On homomorphism of oriented graphs with respect to push operation

TL;DR

This paper explores the homomorphism properties of oriented graphs under push operations, characterizing equivalence classes and applying these concepts to specific classes of planar and outerplanar graphs.

Contribution

It establishes a characterization of push relation via anti-twinned graphs and extends the study to homomorphisms of certain classes of planar and outerplanar graphs.

Findings

Two oriented graphs are in a push relation iff their anti-twinned graphs are isomorphic.

Characterization of push relation using anti-twinned graphs.

Analysis of homomorphisms for outerplanar and planar graphs with specific girth conditions.

Abstract

An oriented graph is a directed graph without any cycle of length at most 2. To push a vertex of a directed graph is to reverse the orientation of the arcs incident to that vertex. Klostermeyer and MacGillivray defined push graphs which are equivalence class of oriented graphs with respect to vertex pushing operation.
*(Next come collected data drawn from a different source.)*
//! Peer network view: the node registry, discovery protocol logic, outbound
//! client seams, and the enclave key synchroniser.

pub mod client;
pub mod discovery;
pub mod helper;
pub mod key_synchroniser;
pub mod publish;
pub mod store;

/// Protocol versions this node speaks, advertised in every announcement.
pub const SUPPORTED_API_VERSIONS: &[&str] = &["v1", "v2"];
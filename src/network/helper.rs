//! Builders for outbound node announcements.

use crate::enclave::Enclave;
use crate::error::DiscoveryError;
use crate::network::store::NetworkStore;
use crate::network::SUPPORTED_API_VERSIONS;
use crate::types::{ActiveNode, NodeInfo, NodeUri, PublicKey, Recipient};
use std::sync::Arc;

/// Produces [`NodeInfo`] snapshots describing this node or the rest of the
/// known network, backed by the live [`NetworkStore`].
pub struct DiscoveryHelper {
    store: Arc<NetworkStore>,
    enclave: Arc<dyn Enclave>,
    own_uri: NodeUri,
}

impl DiscoveryHelper {
    pub fn new(store: Arc<NetworkStore>, enclave: Arc<dyn Enclave>, own_uri: NodeUri) -> Self {
        Self {
            store,
            enclave,
            own_uri,
        }
    }

    pub fn own_uri(&self) -> &NodeUri {
        &self.own_uri
    }

    /// Run once at startup: register this node's own URI and the enclave's
    /// current public keys.
    pub fn on_create(&self) {
        let keys = self.enclave.public_keys();
        tracing::info!(
            "Registering own node {} with {} enclave key(s)",
            self.own_uri,
            keys.len()
        );
        self.store.store(ActiveNode::new(
            self.own_uri.clone(),
            keys,
            SUPPORTED_API_VERSIONS.iter().map(|v| v.to_string()),
        ));
    }

    fn to_node_info(node: &ActiveNode) -> NodeInfo {
        let url = node.uri.as_str().to_string();
        NodeInfo::new(url.clone())
            .with_recipients(
                node.keys
                    .iter()
                    .map(|key| Recipient::new(key.clone(), url.clone())),
            )
            .with_supported_api_versions(node.supported_versions.iter().cloned())
    }

    /// Snapshot of this node as announced to peers: our url, plus every
    /// recipient known network-wide under its owning node's url. Receivers
    /// filter to what the announcer may vouch for, so the foreign entries
    /// serve only to spread urls through the network.
    pub fn build_current(&self) -> NodeInfo {
        let nodes = self.store.get_active_nodes();
        let recipients: Vec<Recipient> = nodes
            .iter()
            .flat_map(|node| {
                let url = node.uri.as_str().to_string();
                node.keys
                    .iter()
                    .map(move |key| Recipient::new(key.clone(), url.clone()))
            })
            .collect();

        let versions: Vec<String> = nodes
            .iter()
            .find(|node| node.uri == self.own_uri)
            .map(|node| node.supported_versions.iter().cloned().collect())
            .unwrap_or_else(|| SUPPORTED_API_VERSIONS.iter().map(|v| v.to_string()).collect());

        NodeInfo::new(self.own_uri.as_str())
            .with_recipients(recipients)
            .with_supported_api_versions(versions)
    }

    /// Find the node advertising `key` and expose all of that node's keys
    /// and versions.
    pub fn build_remote_node_info(&self, key: &PublicKey) -> Result<NodeInfo, DiscoveryError> {
        self.store
            .get_active_nodes()
            .iter()
            .find(|node| node.keys.contains(key))
            .map(Self::to_node_info)
            .ok_or_else(|| DiscoveryError::KeyNotFound(key.encode()))
    }

    /// One [`NodeInfo`] per known peer, excluding this node. Used to tell a
    /// newly-joined peer about the rest of the network.
    pub fn build_remote_node_infos(&self) -> Vec<NodeInfo> {
        self.store
            .get_active_nodes()
            .iter()
            .filter(|node| node.uri != self.own_uri)
            .map(Self::to_node_info)
            .collect()
    }
}
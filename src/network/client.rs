//! Outbound P2P client seam and its REST implementation.

use crate::error::NetworkError;
use crate::types::{NodeInfo, PushBatchRequest, ResendRequest};
use std::time::Duration;

const DEFAULT_REQUEST_TIMEOUT: Duration = Duration::from_secs(15);

/// Outbound calls the reconciliation engine makes against a peer. Every
/// method returns `Ok(false)` for a definitive remote rejection and `Err`
/// for transport failures; callers treat both as the same failure path.
#[async_trait::async_trait]
pub trait P2pClient: Send + Sync {
    /// Announce this node to `url`.
    async fn send_party_info(&self, url: &str, info: &NodeInfo) -> Result<bool, NetworkError>;

    /// Ask `url` to resend transactions for the request's recipient key.
    async fn make_resend_request(
        &self,
        url: &str,
        request: &ResendRequest,
    ) -> Result<bool, NetworkError>;

    /// Push one raw encoded payload to `url`.
    async fn push_payload(&self, url: &str, payload: &[u8]) -> Result<bool, NetworkError>;

    /// Push a batch of encoded payloads to `url`.
    async fn push_batch(&self, url: &str, batch: &PushBatchRequest)
        -> Result<bool, NetworkError>;
}

/// REST client over reqwest. Paths mirror the wire protocol:
/// `partyinfo`, `resend`, `push`, `pushBatch` under the peer's base url.
pub struct RestP2pClient {
    client: reqwest::Client,
    timeout: Duration,
}

impl RestP2pClient {
    pub fn new() -> Self {
        Self::with_timeout(DEFAULT_REQUEST_TIMEOUT)
    }

    pub fn with_timeout(timeout: Duration) -> Self {
        let client = reqwest::Client::builder()
            .timeout(timeout)
            .build()
            .unwrap_or_default();
        Self { client, timeout }
    }

    /// The per-request timeout every outbound call is bounded by.
    pub fn request_timeout(&self) -> Duration {
        self.timeout
    }

    fn endpoint(base: &str, path: &str) -> String {
        let trimmed = base.trim_end_matches('/');
        format!("{trimmed}/{path}")
    }

    async fn post_json<T: serde::Serialize + ?Sized>(
        &self,
        url: String,
        body: &T,
    ) -> Result<bool, NetworkError> {
        let response = self
            .client
            .post(&url)
            .json(body)
            .send()
            .await
            .map_err(|e| NetworkError::Request {
                url: url.clone(),
                reason: e.to_string(),
            })?;

        let status = response.status();
        if status.is_success() {
            Ok(true)
        } else if status.is_client_error() {
            tracing::debug!("Peer {} rejected request with status {}", url, status);
            Ok(false)
        } else {
            Err(NetworkError::Status {
                url,
                status: status.as_u16(),
            })
        }
    }
}

impl Default for RestP2pClient {
    fn default() -> Self {
        Self::new()
    }
}

#[async_trait::async_trait]
impl P2pClient for RestP2pClient {
    async fn send_party_info(&self, url: &str, info: &NodeInfo) -> Result<bool, NetworkError> {
        self.post_json(Self::endpoint(url, "partyinfo"), info).await
    }

    async fn make_resend_request(
        &self,
        url: &str,
        request: &ResendRequest,
    ) -> Result<bool, NetworkError> {
        self.post_json(Self::endpoint(url, "resend"), request).await
    }

    async fn push_payload(&self, url: &str, payload: &[u8]) -> Result<bool, NetworkError> {
        let target = Self::endpoint(url, "push");
        let response = self
            .client
            .post(&target)
            .header("content-type", "application/octet-stream")
            .body(payload.to_vec())
            .send()
            .await
            .map_err(|e| NetworkError::Request {
                url: target.clone(),
                reason: e.to_string(),
            })?;

        let status = response.status();
        if status.is_success() {
            Ok(true)
        } else if status.is_client_error() {
            Ok(false)
        } else {
            Err(NetworkError::Status {
                url: target,
                status: status.as_u16(),
            })
        }
    }

    async fn push_batch(
        &self,
        url: &str,
        batch: &PushBatchRequest,
    ) -> Result<bool, NetworkError> {
        self.post_json(Self::endpoint(url, "pushBatch"), batch).await
    }
}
They studied the homomorphism of the equivalence classes of oriented graphs with respect to push operation. In this article, we further study the same topic and answer some of the questions asked in the above mentioned work. The anti-twinned graph of an oriented graph is obtained by adding and pushing a copy of each of its vertices. In particular, we show that two oriented graphs are in a push relation if and only if they have isomorphic anti-twinned graphs. Moreover, we study oriented homomorphisms of outerplanar graphs with girth at least five, planar graphs and planar graphs with girth at least eight with respect to the push operation.